This is a real stopping point. Plenty of small businesses run effective marketing with exactly this setup: a well-briefed VP with clear standards. You hand it tasks, it produces drafts that sound like you, you review and publish. No automation, no pipelines.

If you stop here, you have something most businesses do not — a marketing partner that remembers your voice, follows your process, and holds itself to your standards on every single task.


What just changed

You wrote four files into .claude/rules/brand-voice.md, content-standards.md, process-rules.md, and approval-criteria.md — beside the ./CLAUDE.md from Part 1. Cowork loads them on every marketing turn, so voice and approval bar apply automatically. Your VP's rulebook is on the wall.


What is Next

Your VP has context, strategy, and standards. Now it is time to give them their first reusable tool.

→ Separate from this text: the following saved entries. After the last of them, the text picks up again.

/// Task domain service
///
/// Task writes that touch several tables (task row, tags, links) run in one
/// transaction. Reads pass the service clock's `today` down so `overdue` and
/// the date-based views agree with each other within a request.
use crate::{
    clock::Clock,
    db::{
        self,
        models::{DateTasks, ListTasks, MonthTasks, NewTask, Tag, TaskResponse, TaskStatus},
        tasks::TaskChanges,
    },
    error::{ApiError, ApiResult},
    ksuid,
    pagination::Pagination,
};
use chrono::{DateTime, NaiveDate, Utc};
use sqlx::{PgConnection, PgPool};
use std::sync::Arc;
use tracing::{debug, info};

/// Input for task creation; unset parents resolve to defaults
#[derive(Debug, Clone, Default)]
pub struct CreateTaskInput {
    pub title: String,
    pub description: String,
    pub start_date: Option<NaiveDate>,
    pub deadline: Option<NaiveDate>,
    pub list_id: Option<String>,
    pub heading_id: Option<String>,
    pub tags: Vec<String>,
}

/// Partial update. Outer `None` leaves a field alone; inner `None` clears it.
#[derive(Debug, Clone, Default)]
pub struct UpdateTaskInput {
    pub title: Option<String>,
    pub description: Option<Option<String>>,
    pub start_date: Option<Option<NaiveDate>>,
    pub deadline: Option<Option<NaiveDate>>,
    pub list_id: Option<String>,
    pub heading_id: Option<String>,
    pub tags: Option<Option<Vec<String>>>,
}

#[derive(Debug, Clone, Default)]
pub struct UpdateTaskTimeInput {
    pub start_time: Option<DateTime<Utc>>,
    pub end_time: Option<DateTime<Utc>>,
}

impl UpdateTaskTimeInput {
    /// Status implied by the shape of the time range
    pub fn target_status(&self) -> ApiResult<TaskStatus> {
        match (self.start_time, self.end_time) {
            (Some(start), Some(end)) if start < end => Ok(TaskStatus::Planned),
            (None, None) => Ok(TaskStatus::NotStarted),
            _ => Err(ApiError::InvalidTaskTimeRange),
        }
    }
}

/// Split a tag reconcile into the titles to link and the titles to unlink
pub fn tag_changes(current: &[String], updated: &[String]) -> (Vec<String>, Vec<String>) {
    let current = db::tags::canonical_titles(current);
    let updated = db::tags::canonical_titles(updated);

    let to_add = updated.iter().filter(|t| !current.contains(t)).cloned().collect();
    let to_remove = current.iter().filter(|t| !updated.contains(t)).cloned().collect();

    (to_add, to_remove)
}

/// Resolve the `(list_id, heading_id)` pair a task should live under.
///
/// A named heading decides the list; a list alone means its default heading.
/// Both named must agree.
async fn resolve_parents(
    conn: &mut PgConnection,
    user_id: &str,
    list_id: Option<&str>,
    heading_id: Option<&str>,
) -> ApiResult<(String, String)> {
    match (list_id, heading_id) {
        (list_id, Some(heading_id)) => {
            let heading = db::headings::get_heading_by_id(&mut *conn, heading_id, user_id).await?;
            if list_id.is_some_and(|l| l != heading.list_id) {
                return Err(ApiError::HeadingNotFound);
            }
            Ok((heading.list_id, heading.id))
        }
        (Some(list_id), None) => {
            let list = db::lists::get_list_by_id(&mut *conn, list_id, user_id).await?;
            let heading_id = db::headings::get_default_heading_id(conn, &list.id, user_id).await?;
            Ok((list.id, heading_id))
        }
        (None, None) => {
            let list_id = db::lists::get_default_list_id(&mut *conn, user_id).await?;
            let heading_id = db::headings::get_default_heading_id(conn, &list_id, user_id).await?;
            Ok((list_id, heading_id))
        }
    }
}

/// Live tasks a cascading delete archives
#[derive(Debug, Clone, Copy)]
pub enum ArchiveScope<'a> {
    Heading(&'a str),
    List(&'a str),
}

/// Archive every live task in `scope` on the caller's transaction
pub async fn archive_tasks_in(
    conn: &mut PgConnection,
    scope: ArchiveScope<'_>,
    user_id: &str,
) -> ApiResult<u64> {
    let status_id = db::tasks::get_status_id(&mut *conn, TaskStatus::Archived).await?;
    match scope {
        ArchiveScope::Heading(heading_id) => {
            db::tasks::mark_tasks_as_archived_by_heading_id(conn, heading_id, user_id, status_id)
                .await
        }
        ArchiveScope::List(list_id) => {
            db::tasks::mark_tasks_as_archived_by_list_id(conn, list_id, user_id, status_id).await
        }
    }
}

/// Task manager service
pub struct TaskManager {
    db: PgPool,
    clock: Arc<dyn Clock>,
}

impl TaskManager {
    pub fn new(db: PgPool, clock: Arc<dyn Clock>) -> Self {
        Self { db, clock }
    }

    fn today(&self) -> NaiveDate {
        self.clock.today()
    }

    /// Create a task, creating missing tags and linking them in input order
    pub async fn create_task(&self, user_id: &str, input: CreateTaskInput) -> ApiResult<TaskResponse> {
        let mut tx = self.db.begin().await?;

        let (list_id, heading_id) = resolve_parents(
            &mut tx,
            user_id,
            input.list_id.as_deref(),
            input.heading_id.as_deref(),
        )
        .await?;
        let status_id = db::tasks::get_status_id(&mut tx, TaskStatus::NotStarted).await?;

        let tags = db::tags::canonical_titles(&input.tags);
        for title in &tags {
            db::tags::create_tag(&mut tx, title, user_id).await?;
        }

        let task = NewTask {
            id: ksuid::new_id(),
            title: input.title,
            description: input.description,
            start_date: input.start_date,
            deadline: input.deadline,
            status_id,
            list_id,
            heading_id,
            user_id: user_id.to_string(),
            ..NewTask::default()
        };

        db::tasks::create_task(&mut tx, &task).await.map_err(|e| match e {
            ApiError::Database(err) => {
                tracing::error!(error = %err, "Task insert failed");
                ApiError::FailedToCreateTask
            }
            other => other,
        })?;
        db::tags::link_tags_to_task(&mut tx, &task.id, user_id, &tags).await?;

        let created = db::tasks::get_task_by_id(&mut tx, &task.id, user_id, self.today()).await?;
        tx.commit().await?;

        info!(task_id = %created.id, list_id = %created.list_id, "Created task");
        Ok(created)
    }

    pub async fn get_task(&self, task_id: &str, user_id: &str) -> ApiResult<TaskResponse> {
        let mut conn = self.db.acquire().await?;
        db::tasks::get_task_by_id(&mut conn, task_id, user_id, self.today()).await
    }

    pub async fn get_tasks(
        &self,
        user_id: &str,
        pagination: &Pagination,
    ) -> ApiResult<Vec<TaskResponse>> {
        let mut conn = self.db.acquire().await?;
        db::tasks::get_tasks_by_user_id(&mut conn, user_id, pagination, self.today()).await
    }

    /// Live tasks of a list; the list itself must be live
    pub async fn get_tasks_by_list(
        &self,
        list_id: &str,
        user_id: &str,
    ) -> ApiResult<Vec<TaskResponse>> {
        let mut conn = self.db.acquire().await?;
        db::lists::get_list_by_id(&mut conn, list_id, user_id).await?;
        db::tasks::get_tasks_by_list_id(&mut conn, list_id, user_id, self.today()).await
    }

    pub async fn get_tasks_for_today(&self, user_id: &str) -> ApiResult<Vec<ListTasks>> {
        let mut conn = self.db.acquire().await?;
        db::tasks::get_tasks_for_today(&mut conn, user_id, self.today()).await
    }

    pub async fn get_upcoming_tasks(
        &self,
        user_id: &str,
        pagination: &Pagination,
    ) -> ApiResult<Vec<DateTasks>> {
        let mut conn = self.db.acquire().await?;
        db::tasks::get_upcoming_tasks(&mut conn, user_id, pagination, self.today()).await
    }

    pub async fn get_overdue_tasks(
        &self,
        user_id: &str,
        pagination: &Pagination,
    ) -> ApiResult<Vec<ListTasks>> {
        let mut conn = self.db.acquire().await?;
        db::tasks::get_overdue_tasks(&mut conn, user_id, pagination, self.today()).await
    }

    pub async fn get_tasks_for_someday(
        &self,
        user_id: &str,
        pagination: &Pagination,
    ) -> ApiResult<Vec<ListTasks>> {
        let mut conn = self.db.acquire().await?;
        db::tasks::get_tasks_for_someday(&mut conn, user_id, pagination, self.today()).await
    }

    pub async fn get_completed_tasks(
        &self,
        user_id: &str,
        pagination: &Pagination,
    ) -> ApiResult<Vec<MonthTasks>> {
        let mut conn = self.db.acquire().await?;
        db::tasks::get_completed_tasks(&mut conn, user_id, pagination, self.today()).await
    }

    pub async fn get_archived_tasks(
        &self,
        user_id: &str,
        pagination: &Pagination,
    ) -> ApiResult<Vec<MonthTasks>> {
        let mut conn = self.db.acquire().await?;
        db::tasks::get_archived_tasks(&mut conn, user_id, pagination, self.today()).await
    }

    /// Apply a partial update and reconcile tags by set difference
    pub async fn update_task(
        &self,
        task_id: &str,
        user_id: &str,
        input: UpdateTaskInput,
    ) -> ApiResult<TaskResponse> {
        let mut tx = self.db.begin().await?;

        let mut changes = TaskChanges {
            title: input.title,
            description: input.description.map(Option::unwrap_or_default),
            start_date: input.start_date,
            deadline: input.deadline,
            ..TaskChanges::default()
        };

        if input.list_id.is_some() || input.heading_id.is_some() {
            let (list_id, heading_id) = resolve_parents(
                &mut tx,
                user_id,
                input.list_id.as_deref(),
                input.heading_id.as_deref(),
            )
            .await?;
            db::headings::lock_live_heading(&mut tx, &heading_id, &list_id, user_id).await?;
            changes.list_id = Some(list_id);
            changes.heading_id = Some(heading_id);
        }

        let (to_add, to_remove) = match &input.tags {
            Some(updated) => {
                let current = db::tags::get_tags_by_task_id(&mut tx, task_id, user_id).await?;
                let updated = updated.as_deref().unwrap_or_default();
                tag_changes(&current, updated)
            }
            None => (Vec::new(), Vec::new()),
        };

        for title in &to_add {
            db::tags::create_tag(&mut tx, title, user_id).await?;
        }

        db::tasks::update_task(&mut tx, task_id, user_id, &changes).await?;

        db::tags::unlink_tags_from_task(&mut tx, task_id, user_id, &to_remove).await?;
        db::tags::link_tags_to_task(&mut tx, task_id, user_id, &to_add).await?;

        let task = db::tasks::get_task_by_id(&mut tx, task_id, user_id, self.today()).await?;
        tx.commit().await?;

        debug!(
            task_id,
            added = to_add.len(),
            removed = to_remove.len(),
            "Updated task"
        );
        Ok(task)
    }

    /// Set or clear the time range; the status follows its shape
    pub async fn update_task_time(
        &self,
        task_id: &str,
        user_id: &str,
        input: UpdateTaskTimeInput,
    ) -> ApiResult<TaskResponse> {
        let status = input.target_status()?;

        let mut tx = self.db.begin().await?;
        let status_id = db::tasks::get_status_id(&mut tx, status).await?;
        db::tasks::update_task_time(
            &mut tx,
            task_id,
            user_id,
            input.start_time,
            input.end_time,
            status_id,
        )
        .await?;
        let task = db::tasks::get_task_by_id(&mut tx, task_id, user_id, self.today()).await?;
        tx.commit().await?;

        Ok(task)
    }

    /// Move a task to another list, under `heading_id` or the list's default
    pub async fn move_task_to_another_list(
        &self,
        task_id: &str,
        user_id: &str,
        list_id: &str,
        heading_id: Option<&str>,
    ) -> ApiResult<TaskResponse> {
        let mut tx = self.db.begin().await?;

        let (list_id, heading_id) =
            resolve_parents(&mut tx, user_id, Some(list_id), heading_id).await?;
        db::tasks::move_task_to_another_list(&mut tx, task_id, user_id, &list_id, &heading_id)
            .await?;
        let task = db::tasks::get_task_by_id(&mut tx, task_id, user_id, self.today()).await?;
        tx.commit().await?;

        Ok(task)
    }

    /// Move a task under another heading of the list it is already in
    pub async fn move_task_to_another_heading(
        &self,
        task_id: &str,
        user_id: &str,
        heading_id: &str,
    ) -> ApiResult<TaskResponse> {
        let mut tx = self.db.begin().await?;
        db::tasks::move_task_to_another_heading(&mut tx, task_id, user_id, heading_id).await?;
        let task = db::tasks::get_task_by_id(&mut tx, task_id, user_id, self.today()).await?;
        tx.commit().await?;

        Ok(task)
    }

    pub async fn complete_task(&self, task_id: &str, user_id: &str) -> ApiResult<TaskResponse> {
        let mut tx = self.db.begin().await?;
        let status_id = db::tasks::get_status_id(&mut tx, TaskStatus::Completed).await?;
        db::tasks::mark_as_completed(&mut tx, task_id, user_id, status_id).await?;
        let task = db::tasks::get_task_by_id(&mut tx, task_id, user_id, self.today()).await?;
        tx.commit().await?;

        Ok(task)
    }

    /// Archive a task; it leaves every live view
    pub async fn archive_task(&self, task_id: &str, user_id: &str) -> ApiResult<()> {
        let mut conn = self.db.acquire().await?;
        let status_id = db::tasks::get_status_id(&mut conn, TaskStatus::Archived).await?;
        db::tasks::mark_as_archived(&mut conn, task_id, user_id, status_id).await
    }

    /// Live tags of the user
    pub async fn get_tags(&self, user_id: &str) -> ApiResult<Vec<Tag>> {
        let mut conn = self.db.acquire().await?;
        db::tags::get_tags_by_user_id(&mut conn, user_id).await
    }
}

In Part 3, you build a Content Brief Generator as a Cowork Skill — a saved, repeatable workflow your VP runs on demand. Skills load these Rules on every invocation. Instead of writing a new prompt every time you need a content brief, you trigger the Skill and get a consistent, standards-compliant brief in seconds. It is the first piece of real automation in your marketing operation.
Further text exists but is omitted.